Daniel expects to lose his relationship with Rosh, his place among Rosh's band, and any further contact with Samson. Although he knows the mission is a high-risk proposition, he does not expect any of the twenty young men—including himself—to lose their lives in their attempt to save Joel. He expects to be able to confuse the Romans and free Joel. These expectations are only partially met.

Daniel abandons Rosh and will never consider him his leader again. He declares, "I am not one of your men. Not any longer." As he leaves, he knows he is finished with his association with the band on the mountain. When Joktan volunteers to leave with him, he accepts him, but he regrets that Samson has not appeared so he can at least say goodbye to him. He believes he will never see him again. 

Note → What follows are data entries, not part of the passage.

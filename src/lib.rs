//! tunebridge library
//!
//! This library implements a small HTTP service that runs OAuth 2.0
//! authorization-code exchanges against Spotify and Genius and reshapes
//! Spotify playlists and Deezer search results into simple, flat structures.
//!
//! # Modules
//!
//! - `api` - HTTP handlers for the service routes
//! - `cli` - Command-line entry points (`serve`, `search`)
//! - `config` - Environment loading and typed configuration
//! - `deezer` - Anonymous track search
//! - `error` - The service error type and its HTTP rendering
//! - `http` - Shared outbound HTTP client and response decoding
//! - `management` - In-memory OAuth session state
//! - `oauth` - Authorization URL construction and code exchange
//! - `provider` - Per-provider OAuth configuration records
//! - `server` - Router assembly and server startup
//! - `spotify` - Spotify playlist retrieval
//! - `types` - Provider payloads and projected records
//! - `utils` - State generation and response projection

pub mod api;
pub mod cli;
pub mod config;
pub mod deezer;
pub mod error;
pub mod http;
pub mod management;
pub mod oauth;
pub mod provider;
pub mod server;
pub mod spotify;
pub mod types;
pub mod utils;

/// A convenient Result type alias for command-level operations that may fail.
///
/// Library operations return [`error::ServiceError`]; this alias is used where
/// heterogeneous errors (I/O, configuration, server) meet at the CLI boundary.
pub type Res<T> = std::result::Result<T, Box<dyn std::error::Error + Send + Sync>>;

/// Prints an informational message with a blue bullet point.
///
/// # Example
///
/// ```
/// info!("Redirecting to {} authorization", provider);
/// ```
#[macro_export]
macro_rules! info {
  ($($arg:tt)*) => ({
    use colored::Colorize;
    println!("[{}] {}", "o".blue().bold(), std::format_args!($($arg)*));
  })
}

/// Prints a success message with a green checkmark.
///
/// # Example
///
/// ```
/// success!("Stored {} access token", provider);
/// ```
#[macro_export]
macro_rules! success {
  ($($arg:tt)*) => ({
    use colored::Colorize;
    println!("[{}] {}", "✓".green().bold(), std::format_args!($($arg)*));
  })
}

/// Prints an error message with a red exclamation mark and exits the program.
///
/// Only used for failures the service cannot start without, such as missing
/// credentials or an address that cannot be bound. The expression has type `!`,
/// so it can stand in any match arm.
///
/// # Example
///
/// ```
/// error!("Missing required environment variable: {}", var_name);
/// ```
#[macro_export]
macro_rules! error {
  ($($arg:tt)*) => ({
    use colored::Colorize;
    println!("[{}] {}", "!".red().bold(), std::format_args!($($arg)*));
    std::process::exit(1);
  })
}

/// Prints a warning message with a yellow exclamation mark.
///
/// # Example
///
/// ```
/// warning!("Token exchange failed: {}", e);
/// ```
#[macro_export]
macro_rules! warning {
  ($($arg:tt)*) => ({
    use colored::Colorize;
    println!("[{}] {}", "!".yellow().bold(), std::format_args!($($arg)*));
  })
}
//! Build script for tunebridge.
//!
//! Copies the `.env.example` configuration template into the user's local data
//! directory so that a ready-to-edit example sits next to the location where the
//! service looks for its `.env` file at startup.

use std::{env, fs, path::PathBuf};

/// Copies `.env.example` from the crate root to the local data directory.
///
/// # Destination
///
/// - Linux: `~/.local/share/tunebridge/.env.example`
/// - macOS: `~/Library/Application Support/tunebridge/.env.example`
/// - Windows: `%LOCALAPPDATA%/tunebridge/.env.example`
///
/// A missing template only produces a cargo warning. Failing to create the
/// directory or write the file fails the build.
fn main() -> Result<(), Box<dyn std::error::Error>> {
    println!("cargo:rerun-if-changed=.env.example");

    let manifest_dir = PathBuf::from(env::var("CARGO_MANIFEST_DIR")?);
    let env_example_path = manifest_dir.join(".env.example");

    let mut out_dir = dirs::data_local_dir().unwrap_or_else(|| PathBuf::from("."));
    out_dir.push("tunebridge");
    fs::create_dir_all(&out_dir)?;

    if env_example_path.is_file() {
        let contents = fs::read_to_string(&env_example_path)?;
        fs::write(out_dir.join(".env.example"), contents)?;
    } else {
        println!(
            "cargo:warning=.env.example not found at {}",
            env_example_path.display()
        );
    }

    Ok(())
}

When discussing his plan with the nineteen others in his group, he explains how they will surprise and confuse the Romans long enough for him to rush down, break Joel's chains, and return with him. Although he knows all the boys are willing to give their lives for Joel's rescue, he determines as their leader that none of them will die. Only for a moment he allows himself to think of the ultimate battle that will throw off Roman rule. Although he brushes that thought aside, there is no inkling that he expects to die in this skirmish even though he knows it is very dangerous. 

What really happens smashes Daniel's expectations. Despite his resolve to keep all the boys safe, Nathan dies. And despite his assumption that he would never see Samson again, Samson appears and sacrifices himself to save Joel and Daniel. 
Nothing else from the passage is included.